On Friday, I will also continue to track the sectors that exhibit the largest job shortfalls since February 2020. A temporary dip in leisure and hospitality employment may occur because of the rise in Omicron and the tendency for jobs in that sector to be more sensitive to the ebbs and flows of the pandemic.
Another sector I’ve been watching closely is the government sector, particularly state and local public-sector jobs, which have been slow to rebound compared with the private sector. As shown in Figure B, private-sector employment fell further during the pandemic recession—losing 16.5% of employment—but rebounded faster than state and local government jobs—which initially lost 7.7% of employment. Recently, state and local employment has been floundering and hasn’t seen any improvement in six months.
Private-sector employment fell further but rebounded faster than state and local government jobs: Percent change in payrolls since February 2020, for all private and state and local government employment
|Total private-sector employment||State and local employment|
Source: Bureau of Labor Statistics' (BLS) Current Employment Statistics, Establishment Survey (CES) public data series.
A significant share of the public-sector shortfall has been in state and local education jobs, a sector that has experienced shortages in a variety of occupations, including both teachers and support staff such as bus drivers and teaching assistants. Fortunately, states and localities can use American Rescue Plan funds to shore up employment and invest in the fragile infrastructure within education, public health, and other vital systems. It is imperative that they do so.
Other metrics to follow within the household survey include what’s happening by various demographic groups.
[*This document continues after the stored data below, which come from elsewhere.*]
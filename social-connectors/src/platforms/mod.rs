//! Platform adapters.
//!
//! One struct per provider, each composing a [`ProviderClient`] with the
//! provider's endpoints, field names and error envelopes.

pub mod facebook;
pub mod instagram;
pub mod linkedin;
pub mod tiktok;
pub mod twitter;

pub use facebook::FacebookConnector;
pub use instagram::InstagramConnector;
pub use linkedin::LinkedinConnector;
pub use tiktok::TiktokConnector;
pub use twitter::TwitterConnector;

use socialink::oauth::ProviderClient;

/// Join a base URL and a path without doubling slashes.
pub(crate) fn endpoint(base: &str, path: &str) -> String {
    format!("{}{}", base.trim_end_matches('/'), path)
}

/// Log an upstream revocation failure. Revocation never fails the caller.
pub(crate) fn log_revoke_failure(client: &ProviderClient, error: &socialink::OAuthError) {
    tracing::warn!(
        platform = %client.platform(),
        error_code = error.error_code(),
        "Upstream token revocation failed, continuing with local removal"
    );
}
// Configuration (environment + optional TOML)
pub mod config;

// Token encryption at rest
pub mod credentials;

// OAuth state, service contract, provider client and flow
pub mod oauth;

// Publishing and insights
pub mod content;

// Normalized error taxonomy
pub mod error;

pub use error::{OAuthError, OAuthResult};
Black unemployment ticked up again in December to 7.1%, while the overall unemployment rate fell to 3.9%. Although the survey exhibits a fair amount of volatility month-to-month, longer-term trends clearly show that white workers have fared better than Black or Hispanic workers at the height of the pandemic recession and in the recovery thus far.
On Friday, the Bureau of Labor Statistics (BLS) will also release their annual benchmark revisions to the payroll survey based on administrative data from state unemployment insurance tax records. There are two important things to note about this release. First, the preliminary benchmark announcement from August suggests a downward revision in nonfarm employment, by 166,000 in March 2021. This reflects a large downward revision in private-sector employment (-421,000) and a large upward revision in government employment (+255,000). Again, these numbers are preliminary and will be updated on Friday.
Second, this benchmarking process will not tell us anything about what has happened with employment changes since March 2021, since each month from March 2021–December 2021 will get adjusted by the same amount. (The total change will however be “wedged” in from April 2020 to March 2021.) It is worth noting that these benchmark revisions are unrelated to the “sample-based” revisions that may occur in the two months following each initial monthly data release.
The household data released on Friday will also reflect updated population estimates for data beginning in January 2022. These population controls change the weights in the household sample to better reflect changes in the population. Notably, these changes are not used to update prior month’s data so caution should be used when comparing December 2021 data to January 2022 statistics in the household survey. The BLS will provide comparisons of some relevant metrics for users to assess the impact of the population controls.